There's nothing worse in the summertime than a dead air conditioner, but what about an air conditioning unit that runs for too long? An AC system that won't shut down wastes energy, makes your home uncomfortably cold, and can even wear out components more quickly. While it might be less common than a system that doesn't run, it's still a severe problem.
If you're huddling under blankets while it's 90 degrees outside, it may be due to one of these three common causes.
1. Bad Thermostat Sensor or Wiring
Your HVAC equipment doesn't have much of a mind of its own. Instead, it waits for your thermostat to call for heating or cooling. Your thermostat, in turn, uses a temperature sensor to compare the ambient air to your setpoint. When the temperature in the room goes above the setpoint, it lets the air conditioner know that it needs to turn on.
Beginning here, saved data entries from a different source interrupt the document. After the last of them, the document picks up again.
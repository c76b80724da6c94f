use serde::{Deserialize, Serialize};

use crate::types::MessageRole;

/// One entry of the conversation transcript.
///
/// Only the `content` of an assistant message ever changes after creation, and
/// it is always replaced with the full accumulated text rather than appended to.
#[derive(Debug, Clone, PartialEq, Eq, Serialize, Deserialize)]
pub struct Message {
    /// Unique identifier used to reconcile streamed updates.
    pub id: String,

    /// Author of the message.
    pub role: MessageRole,

    /// Text of the message.
    pub content: String,

    /// Creation time in milliseconds since the Unix epoch.
    pub timestamp: i64,
}

impl Message {
    /// Create a new `Message`.
    pub fn new(
        id: impl Into<String>,
        role: MessageRole,
        content: impl Into<String>,
        timestamp: i64,
    ) -> Self {
        Self {
            id: id.into(),
            role,
            content: content.into(),
            timestamp,
        }
    }

    /// Create a new user message.
    pub fn user(id: impl Into<String>, content: impl Into<String>, timestamp: i64) -> Self {
        Self::new(id, MessageRole::User, content, timestamp)
    }

    /// Create an assistant message with no content yet.
    pub fn assistant_placeholder(id: impl Into<String>, timestamp: i64) -> Self {
        Self::new(id, MessageRole::Assistant, String::new(), timestamp)
    }

    /// Returns true for an assistant message that has not received any text.
    pub fn is_empty_assistant(&self) -> bool {
        self.role == MessageRole::Assistant && self.content.is_empty()
    }
}
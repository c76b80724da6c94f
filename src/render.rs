//! Terminal rendering for chat sessions.
//!
//! [`TranscriptPrinter`] subscribes to a [`ChatSession`](crate::chat::ChatSession)
//! and writes each streamed assistant message to stdout as it grows.

use std::io::{self, Write};
use std::sync::{Mutex, PoisonError};

use crate::chat::SessionListener;
use crate::types::{Message, MessageRole};

/// ANSI escape code for dim text (used for informational lines).
const ANSI_DIM: &str = "\x1b[2m";

/// ANSI escape code for red text (used for errors).
const ANSI_RED: &str = "\x1b[31m";

/// ANSI escape code to reset all styling.
const ANSI_RESET: &str = "\x1b[0m";

#[derive(Debug, Default)]
struct Cursor {
    message_id: Option<String>,
    printed: usize,
    line_start: bool,
}

impl Cursor {
    /// Returns the part of `message` not yet printed and advances past it.
    fn advance<'a>(&mut self, message: &'a Message) -> Option<&'a str> {
        if message.role != MessageRole::Assistant || message.content.is_empty() {
            return None;
        }
        if self.message_id.as_deref() != Some(message.id.as_str())
            || message.content.len() < self.printed
        {
            self.message_id = Some(message.id.clone());
            self.printed = 0;
        }
        let suffix = message.content.get(self.printed..)?;
        if suffix.is_empty() {
            return None;
        }
        self.printed = message.content.len();
        Some(suffix)
    }
}

/// Prints the streaming assistant reply incrementally.
///
/// Only the last message of the transcript is rendered; earlier messages were
/// printed when they streamed, or are history loaded from the store.
#[derive(Debug)]
pub struct TranscriptPrinter {
    use_color: bool,
    cursor: Mutex<Cursor>,
}

impl TranscriptPrinter {
    /// Creates a new printer with ANSI colors enabled.
    pub fn new() -> Self {
        Self::with_color(true)
    }

    /// Creates a new printer with the specified color setting.
    pub fn with_color(use_color: bool) -> Self {
        Self {
            use_color,
            cursor: Mutex::new(Cursor {
                line_start: true,
                ..Cursor::default()
            }),
        }
    }

    /// Whether ANSI styling is used.
    pub fn use_color(&self) -> bool {
        self.use_color
    }

    /// Ends the current response, moving to a fresh line if text was printed.
    pub fn finish_response(&self) {
        let mut cursor = self.cursor.lock().unwrap_or_else(PoisonError::into_inner);
        if !cursor.line_start {
            println!();
            cursor.line_start = true;
        }
        let _ = io::stdout().flush();
    }

    /// Print an informational message.
    pub fn print_info(&self, info: &str) {
        if self.use_color {
            println!("{ANSI_DIM}{info}{ANSI_RESET}");
        } else {
            println!("{info}");
        }
    }

    /// Print an error message to stderr.
    pub fn print_error(&self, error: &str) {
        if self.use_color {
            eprintln!("{ANSI_RED}Error: {error}{ANSI_RESET}");
        } else {
            eprintln!("Error: {error}");
        }
    }
}

impl Default for TranscriptPrinter {
    fn default() -> Self {
        Self::new()
    }
}

impl SessionListener for TranscriptPrinter {
    fn transcript_changed(&self, messages: &[Message]) {
        let Some(last) = messages.last() else {
            return;
        };
        let mut cursor = self.cursor.lock().unwrap_or_else(PoisonError::into_inner);
        if let Some(text) = cursor.advance(last) {
            print!("{text}");
            cursor.line_start = text.ends_with('\n');
            let _ = io::stdout().flush();
        }
    }
}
A failing thermostat may continue to call for cold air even when it's already freezing in your house. First, check the temperature on the display. If it's showing a high number while you're shivering, the temperature sensor may be dirty or failing. Other possibilities include internal problems for more complicated programmable thermostats or an issue with the Y-wire.
2. Welded Contactor
The contactor is a relay that converts the low-voltage signal calling for cooling into a high-voltage signal to run the compressor. Contactors can fail for numerous reasons, including poor initial connection quality. Weak connections at the contactor can lead to arcing, damaging the contacts, or even melting parts of the contactor housing.
In some cases, this damage can cause the contactor to weld shut. When this occurs, the compressor on the unit will run continuously. If turning your thermostat up or switching it off doesn't stop the air conditioner from running, you may have a problem with your contactor. The contactor is a high-voltage component that can be hazardous, so it's best to contact a professional for further diagnosis.
3. Blower Problems
Another possibility is that the compressor is shutting off, but the fan continues to run. This situation can produce humid air from the vents since your evaporator won't have time to drain moisture while the fan is off. You can check by going to your condenser unit outside and listening to the compressor. If air is coming from your vents and the compressor isn't running, your blower may be the culprit.
Before calling for help, check your thermostat to confirm that you have the fan set to "auto" and not "on." If your thermostat settings are correct, there may be an issue with the wiring from the thermostat or a problem with the switch that signals the blower the shutdown. In either case, it's time to call in an HVAC professional to get AC system repairs.